WASHINGTON, 14 OCTOBER 2010 – The World Bank Board of Executive Directors today announced the new Strategic Partnership with Uruguay for the 2010-2015 period, allocating US$700 million for its implementation. At the same time, it approved a Programmatic Development Policy Loan, worth US$100 million, to consolidate public administration efficiency, promote macroeconomic stability, increase Uruguay’s competitiveness, and generate greater social inclusion.
According to Uruguayan authorities, the strategy focuses on the government’s main objectives. Uruguay’s Finance Minister, Fernando Lorenzo, said that “due to its design process, the strategy is linked directly to the government’s priorities, as it was developed after the government specified its priorities and the programs it intends to concentrate on.”
“Uruguay is a small, innovative country with clear comparative advantages, where the World Bank can make use of tailored instruments: loans, technical assistance, and South-South exchanges, in order to support the government in addressing development challenges with equity,” said Penelope Brook, World Bank Director for Argentina, Paraguay and Uruguay. Brook added that: “through this new strategy, we strengthen our commitment with Uruguay, allowing the country to make progress regarding its own development agenda.”

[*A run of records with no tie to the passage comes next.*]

//! Spelling variants of a base username.

use std::collections::HashSet;

/// Characters treated as word boundaries inside a username.
pub const SEPARATORS: [char; 3] = ['.', '-', '_'];

/// Minimum length (in characters) for splitting a separator-free name in half.
const MIN_SPLIT_LEN: usize = 4;

/// Generate the ordered, deduplicated spelling variants of `base`.
///
/// The name is split on `.`, `-` and `_`. A name without separators is split
/// at its midpoint when it is at least four characters long, otherwise it is
/// left whole. The parts are then re-joined concatenated, dotted, dashed and
/// underscored. The original always comes first and appears exactly once.
///
/// ```
/// use kosinter::variants::generate_variants;
///
/// assert_eq!(
///     generate_variants("john_doe"),
///     ["john_doe", "johndoe", "john.doe", "john-doe"],
/// );
/// assert_eq!(generate_variants("x"), ["x"]);
/// ```
#[must_use]
pub fn generate_variants(base: &str) -> Vec<String> {
    let parts = split_parts(base);

    let candidates = [
        base.to_string(),
        parts.concat(),
        parts.join("."),
        parts.join("-"),
        parts.join("_"),
    ];

    let mut seen = HashSet::new();
    candidates
        .into_iter()
        .filter(|c| !c.is_empty() && seen.insert(c.clone()))
        .collect()
}

fn split_parts(base: &str) -> Vec<&str> {
    if base.contains(SEPARATORS) {
        return base.split(SEPARATORS).collect();
    }

    let len = base.chars().count();
    if len < MIN_SPLIT_LEN {
        return vec![base];
    }

    // Split on a char boundary, not a byte offset.
    let mid = base
        .char_indices()
        .nth(len / 2)
        .map_or(base.len(), |(idx, _)| idx);
    let (head, tail) = base.split_at(mid);
    vec![head, tail]
}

The strategy clearly focuses on promoting South-South and North-South cooperation so that Uruguay can gain access to experts in fields it has an interest in developing, such as climate risk management for the agricultural sector, and share its own experts and experiences in areas where it has widespread recognition, like the Ceibal Plan, with the objective of promoting a greater insertion of Uruguay into the international development agenda.
The Strategy announced today is the result of a widespread process of consultation and exchange, which started on February 2010 with the elected government, government authorities and technical experts, opposition parties and civil society. With regards to the consultation and exchange processes, Lorenzo said that: “they were very useful, very productive processes, allowing the government to identify its main working themes and ways of reconciling them with those aspects in which the World Bank is best placed to provide aid and cooperation to the country.”
The 2010-2015 Strategic Partnership seeks to promote the government’s development vision in four key areas:
- Reduction of macroeconomic vulnerability and strengthening public sector administration. Will consolidate achievements in terms of macroeconomic stability, fiscal discipline, public spending efficiency and reduction of public debt vulnerabilities.
- Improvement of competitiveness and infrastructure. Will help Uruguay develop quality infrastructure to expand its economy, while consolidating the progress made with respect to the investment climate.
- Environmental protection, mitigation of climate change effects and strengthening family agriculture. This area seeks to reduce the economic and environmental vulnerabilities of rural producers, particularly by mitigating the risks associated to climate change.
- Greater social inclusion and equity. Will reinforce Bank cooperation in terms of improving the coverage and efficiency of social security systems, primary education and the implementation of public health reforms. Among other things, the Bank will support government efforts to increase the equity, quality and efficiency of preschool and primary education, as well as activities within the family subsidy program to increase the enrollment rate in secondary education among program beneficiaries.
Programmatic Development Policy Loan (DPL)
In addition to discussing the Bank’s Strategic Partnership with Uruguay, the World Bank’s Board of Executive Directors also approved the first loan for this new strategy for US$100 million.
The Programmatic Development Policy Loan (DPL) seeks to support the introduction of reforms in three main areas:
- Public sector management, including progress in the e-government agenda and the implementation of results-based budgeting
- Increasing competitiveness, introducing trade facilitation measures, improvements in the business climate and financial market support
- Improving social inclusion through social policies that promote equity.
This financial commitment is linked to a variable interest rate, with a 20.5-year maturity period, and a 15-year grace period.
Note to editors:
Currently, Uruguay has a diversified program of nine investment projects totaling US$257.2 million, plus two grants from the Global Environmental Facility (GEF), a grant for the Uruguayan Parliament, two financing projects to reduce carbon emissions and a series of analytical and technical assistance activities.